The multi-class selfie segmenter does not run in GPU delegate mode on the Android Chrome browser.

salopge commented 8 months ago

Have I written custom code (as opposed to using a stock example script provided in MediaPipe)

None

OS Platform and Distribution

Android 14

Mobile device if the issue happens on mobile device

Samsung zflip-3

Browser and version if the issue happens on browser

Google Chrome 122.0.6261.90

Programming Language and version

Javascript

MediaPipe version

0.10.10

Bazel version

No response

Solution

multi-class selfie segmentation

Android Studio, NDK, SDK versions (if issue is related to building in Android environment)

No response

Xcode & Tulsi version (if issue is related to building for iOS)

No response

Describe the actual behavior

The multi-class segmentation results are not being output correctly even on mediapipe studio examples

Describe the expected behaviour

The multi-class segmentation results should be output correctly.

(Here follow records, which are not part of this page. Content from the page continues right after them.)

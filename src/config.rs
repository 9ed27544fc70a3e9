use anyhow::{bail, Context, Result};
use serde::Deserialize;
use std::collections::HashSet;
use std::path::Path;

/// One configured bot account: its token, public handle and the base URL
/// Telegram should deliver its updates to.
#[derive(Debug, Deserialize, Clone, PartialEq)]
pub struct BotIdentity {
    pub token: String,
    pub webhook_url: String,
    pub username: String,
}

impl BotIdentity {
    /// Public part of the token (the numeric bot id before the `:`).
    /// Used to name the webhook route without exposing the secret half.
    pub fn route_key(&self) -> &str {
        self.token.split(':').next().unwrap_or(&self.token)
    }

    pub fn webhook_path(&self) -> String {
        format!("/webhook{}", self.route_key())
    }

    /// Full callback URL registered with Telegram.
    pub fn webhook_endpoint(&self) -> String {
        format!(
            "{}{}",
            self.webhook_url.trim_end_matches('/'),
            self.webhook_path()
        )
    }
}

#[derive(Debug, Deserialize, Clone)]
pub struct ServerConfig {
    #[serde(default = "default_port")]
    pub port: u16,
    #[serde(default = "default_api_base")]
    pub api_base: String,
}

#[derive(Debug, Deserialize, Clone)]
pub struct ReactionsConfig {
    #[serde(default = "default_emojis")]
    pub emojis: Vec<String>,
    #[serde(default = "default_min_delay_ms")]
    pub min_delay_ms: u64,
    /// Exclusive upper bound.
    #[serde(default = "default_max_delay_ms")]
    pub max_delay_ms: u64,
}

#[derive(Debug, Deserialize, Clone)]
pub struct WelcomeConfig {
    /// `{name}` is replaced with the participant name.
    #[serde(default = "default_welcome_template")]
    pub template: String,
    #[serde(default = "default_owner_url")]
    pub owner_url: String,
    #[serde(default = "default_donate_url")]
    pub donate_url: String,
}

#[derive(Debug, Deserialize, Clone)]
pub struct DonationConfig {
    #[serde(default = "default_donation_title")]
    pub title: String,
    #[serde(default = "default_donation_description")]
    pub description: String,
    #[serde(default = "default_donation_payload")]
    pub payload: String,
    /// Empty for payments in Telegram Stars.
    #[serde(default)]
    pub provider_token: String,
    #[serde(default = "default_currency")]
    pub currency: String,
    #[serde(default = "default_price_label")]
    pub price_label: String,
    #[serde(default = "default_amount")]
    pub amount: u32,
    #[serde(default = "default_thank_you")]
    pub thank_you: String,
}

#[derive(Debug, Deserialize, Clone)]
pub struct Config {
    #[serde(default = "default_server_config")]
    pub server: ServerConfig,
    #[serde(default = "default_reactions_config")]
    pub reactions: ReactionsConfig,
    #[serde(default = "default_welcome_config")]
    pub welcome: WelcomeConfig,
    #[serde(default = "default_donation_config")]
    pub donation: DonationConfig,
    #[serde(default)]
    pub bots: Vec<BotIdentity>,
}

fn default_port() -> u16 {
    3000
}

fn default_api_base() -> String {
    "https://api.telegram.org".to_string()
}

fn default_emojis() -> Vec<String> {
    ["👍", "❤️", "🔥", "👏", "🤩", "🎉", "💯"]
        .iter()
        .map(|e| e.to_string())
        .collect()
}

fn default_min_delay_ms() -> u64 {
    1_000
}

fn default_max_delay_ms() -> u64 {
    11_000
}

fn default_welcome_template() -> String {
    "\n👋 Salut *{name}* ! Je suis un bot de réactions automatiques.\n\n\
     ✨ Envoie un message dans un groupe ou un canal où je suis administrateur, \
     et je réagirai avec un emoji aléatoire.\n\
     @Reactionxaabot\n\n@breactionxa\n\n@Dbreactioncbot\n\n@Dbreactiondbot\n\n@Dbreactionebot\n\
     👉 Utilise les boutons ci-dessous pour m'ajouter à ton groupe ou canal !\n"
        .to_string()
}

fn default_owner_url() -> String {
    "https://t.me/medatt00".to_string()
}

fn default_donate_url() -> String {
    "https://t.me/bot1reactbot?start=donate".to_string()
}

fn default_donation_title() -> String {
    "Donate to Auto Reaction Bot ✨".to_string()
}

fn default_donation_description() -> String {
    "Merci pour votre soutien !".to_string()
}

fn default_donation_payload() -> String {
    "donate".to_string()
}

fn default_currency() -> String {
    "XTR".to_string()
}

fn default_price_label() -> String {
    "Pay ⭐️1".to_string()
}

fn default_amount() -> u32 {
    1
}

fn default_thank_you() -> String {
    "Thank you for your donation! 💝".to_string()
}

fn default_server_config() -> ServerConfig {
    ServerConfig {
        port: default_port(),
        api_base: default_api_base(),
    }
}

fn default_reactions_config() -> ReactionsConfig {
    ReactionsConfig {
        emojis: default_emojis(),
        min_delay_ms: default_min_delay_ms(),
        max_delay_ms: default_max_delay_ms(),
    }
}

fn default_welcome_config() -> WelcomeConfig {
    WelcomeConfig {
        template: default_welcome_template(),
        owner_url: default_owner_url(),
        donate_url: default_donate_url(),
    }
}

fn default_donation_config() -> DonationConfig {
    DonationConfig {
        title: default_donation_title(),
        description: default_donation_description(),
        payload: default_donation_payload(),
        provider_token: String::new(),
        currency: default_currency(),
        price_label: default_price_label(),
        amount: default_amount(),
        thank_you: default_thank_you(),
    }
}

/// Collect `BOT_TOKEN_<n>` / `WEBHOOK_URL_<n>` / `BOT_USERNAME_<n>` triples,
/// starting at 1 and stopping at the first index with none of them set.
pub fn identities_from_env<F>(lookup: F) -> Result<Vec<BotIdentity>>
where
    F: Fn(&str) -> Option<String>,
{
    let get = |key: &str| lookup(key).filter(|v| !v.trim().is_empty());

    let mut bots = Vec::new();
    for n in 1.. {
        let token_key = format!("BOT_TOKEN_{n}");
        let url_key = format!("WEBHOOK_URL_{n}");
        let username_key = format!("BOT_USERNAME_{n}");

        let (token, webhook_url, username) = (get(&token_key), get(&url_key), get(&username_key));
        if token.is_none() && webhook_url.is_none() && username.is_none() {
            break;
        }

        let token = token.with_context(|| format!("{token_key} is missing"))?;
        let webhook_url = webhook_url.with_context(|| format!("{url_key} is missing"))?;
        let username = username.with_context(|| format!("{username_key} is missing"))?;
        bots.push(BotIdentity {
            token,
            webhook_url,
            username,
        });
    }
    Ok(bots)
}

impl Config {
    pub fn from_toml(content: &str) -> Result<Self> {
        toml::from_str(content).context("Failed to parse config file")
    }

    /// Load the optional TOML file, then append identities from the
    /// environment and validate. A missing file means all defaults.
    pub fn load(path: &Path) -> Result<Self> {
        Self::load_with(path, |key| std::env::var(key).ok())
    }

    pub fn load_with<F>(path: &Path, lookup: F) -> Result<Self>
    where
        F: Fn(&str) -> Option<String>,
    {
        let mut config = if path.exists() {
            let content = std::fs::read_to_string(path)
                .with_context(|| format!("Failed to read config file: {}", path.display()))?;
            Self::from_toml(&content)?
        } else {
            Self::from_toml("")?
        };

        if let Some(port) = lookup("PORT").filter(|p| !p.trim().is_empty()) {
            config.server.port = port
                .trim()
                .parse()
                .with_context(|| format!("Invalid PORT value: {port}"))?;
        }

        config.bots.extend(identities_from_env(&lookup)?);
        config.validate()?;
        Ok(config)
    }

    pub fn validate(&self) -> Result<()> {
        if self.bots.is_empty() {
            bail!("No bots configured: set BOT_TOKEN_1, WEBHOOK_URL_1 and BOT_USERNAME_1");
        }

        let mut keys = HashSet::new();
        for (index, bot) in self.bots.iter().enumerate() {
            let n = index + 1;
            if bot.token.trim().is_empty() {
                bail!("Bot #{n}: token is missing");
            }
            match bot.token.split_once(':') {
                Some((id, secret)) if !id.is_empty() && !secret.is_empty() => {}
                _ => bail!("Bot #{n}: token must look like <bot id>:<secret>"),
            }
            if bot.webhook_url.trim().is_empty() {
                bail!("Bot #{n}: webhook_url is missing");
            }
            if bot.username.trim().is_empty() {
                bail!("Bot #{n}: username is missing");
            }
            if !keys.insert(bot.route_key()) {
                bail!(
                    "Bot #{n} ({}): another bot already uses webhook path {}",
                    bot.username,
                    bot.webhook_path()
                );
            }
        }

        if self.reactions.emojis.is_empty() {
            bail!("[reactions] emojis must not be empty");
        }
        if self.reactions.min_delay_ms >= self.reactions.max_delay_ms {
            bail!(
                "[reactions] min_delay_ms ({}) must be below max_delay_ms ({})",
                self.reactions.min_delay_ms,
                self.reactions.max_delay_ms
            );
        }
        Ok(())
    }
}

Standalone code/steps you may have used to try to get what you need

I am trying to use a multi-class segmentation model for separating clothes, face, and background. It runs without any issues on macOS and iPhone mobile browsers (Chrome, Safari) with GPU delegate settings, but on Android browsers, the results are not output correctly.

Even when running examples from MediaPipe Studio, the output is abnormal. I will attach the results from MediaPipe Studio.

Other info / Complete Logs

In the console window of the Android Chrome browser, the following message is displayed. In particular, the second message (GL_INVALID_FRAMEBUFFER_OPERATION: Framebuffer is incomplete: Attachment has zero size) seems to be output for every video frame.

* GL_INVALID_VALUE: Desired resource size is greater than max texture size
* GL_INVALID_FRAMEBUFFER_OPERATION: Framebuffer is incomplete: Attachment has zero size.

salopge commented 8 months ago

This is the screenshot from mediapipe studio with multi-class segmentation and gpu delegate option on a android 14 phone

lambiengcode commented 8 months ago

+1 same

kuaashish commented 6 months ago

Hi @salopge,

Could you please confirm whether the issue has been resolved on your end, or if you still require assistance from our end?

Thank you!!

salopge commented 6 months ago

Hi @kuaashish

Unfortunately, the issue has not been resolved on our end yet. We are still awaiting further assistance from you or your team.

Thank you for your attention to this matter!

kuaashish commented 6 months ago

Hi @salopge,

Thank you for confirming. I will bring this to the attention of our team. Please allow us some time, and we will update you through the same thread once we have any further information available.

schmidt-sebastian commented 6 months ago

@tyrmullen Do you have a suggestion for this?

tyrmullen commented 5 months ago

I suspect this is not particular to Android, but rather is device-specific (GPU-specific). Currently, the behavior on web is:

If CPU delegate is chosen, everything is on CPU.
If GPU delegate is chosen, we try to do everything on the GPU, for maximal performance.

From the errors, I believe what's happening is either:

the segmentation Tensor has a dimension which is too large to fit into GPU memory
the output size has a dimension which is too large to fit into GPU memory

@salopge To help confirm, do you mind browsing on the device with the issue to this webpage and screenshotting the resulting statistics? https://webglreport.com/?v=2. Also, if you could let us know the resolution of the images you're sending in, that would be helpful as well.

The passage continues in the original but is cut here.